(Task instructions): Your result should be the lines holding the word "Conflict", copied from the entries below.

Records from a data collection
******

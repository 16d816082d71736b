//! crates/matching_core/src/ports.rs
//!
//! Defines the service contracts (traits) for the application's core logic.
//! These traits form the boundary of the hexagonal architecture, allowing the core
//! to be independent of specific external implementations like databases or sockets.

use crate::domain::{Interaction, InteractionKind, User};
use async_trait::async_trait;
use uuid::Uuid;

//=========================================================================================
// Generic Port Error and Result Types
//=========================================================================================

/// The error taxonomy shared by every port and core service.
///
/// Adapters must translate their own failures into one of these kinds before
/// returning, so nothing storage-specific crosses into the core.
#[derive(Debug, thiserror::Error, PartialEq, Eq)]
pub enum PortError {
    #[error("Invalid input: {0}")]
    InvalidInput(String),
    #[error("Item not found: {0}")]
    NotFound(String),
    #[error("Conflict: {0}")]
    Conflict(String),
    #[error("Unauthorized")]
    Unauthorized,
    #[error("An unexpected error occurred: {0}")]
    Internal(String),
}

/// A convenience type alias for `Result<T, PortError>`.
pub type PortResult<T> = Result<T, PortError>;

//=========================================================================================
// Service Ports (Traits)
//=========================================================================================

#[async_trait]
pub trait DatabaseService: Send + Sync {
    // --- Users (read-only) ---
    async fn get_user_by_id(&self, user_id: Uuid) -> PortResult<User>;

    async fn get_user_by_email(&self, email: &str) -> PortResult<User>;

    /// Every user except `user_id`. Exclusion is by identity, not position.
    async fn list_users_except(&self, user_id: Uuid) -> PortResult<Vec<User>>;

    // --- Like / Dislike edges ---
    /// Stores a new edge. `NotFound` when either user does not exist.
    async fn create_interaction(
        &self,
        kind: InteractionKind,
        actor_id: Uuid,
        target_id: Uuid,
    ) -> PortResult<Interaction>;

    /// Like [`DatabaseService::create_interaction`], but returns `Conflict`
    /// when `actor_id` already has an edge of `kind` to `target_id`. The check
    /// and the insert are atomic.
    async fn create_unique_interaction(
        &self,
        kind: InteractionKind,
        actor_id: Uuid,
        target_id: Uuid,
    ) -> PortResult<Interaction>;

    async fn get_interaction(&self, kind: InteractionKind, id: Uuid) -> PortResult<Interaction>;

    /// Removes an edge. Returns `NotFound` when no row was deleted.
    async fn delete_interaction(&self, kind: InteractionKind, id: Uuid) -> PortResult<()>;

    /// Newest first.
    async fn list_interactions_by_actor(
        &self,
        kind: InteractionKind,
        actor_id: Uuid,
    ) -> PortResult<Vec<Interaction>>;
}

#[async_trait]
pub trait IdentityService: Send + Sync {
    /// Resolves a bearer token to the email of the account it was issued for.
    async fn resolve_identity(&self, token: &str) -> PortResult<String>;
}

#[async_trait]
pub trait NotificationService: Send + Sync {
    /// Tells `target_id` that `actor_id` liked them, if they are listening.
    ///
    /// Best-effort: there is no result to inspect and nothing is retried.
    async fn notify_liked(&self, target_id: Uuid, actor_id: Uuid);
}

******

(Answer to this exercise):
    #[error("Conflict: {0}")]
    Conflict(String),
    /// Like [`DatabaseService::create_interaction`], but returns `Conflict`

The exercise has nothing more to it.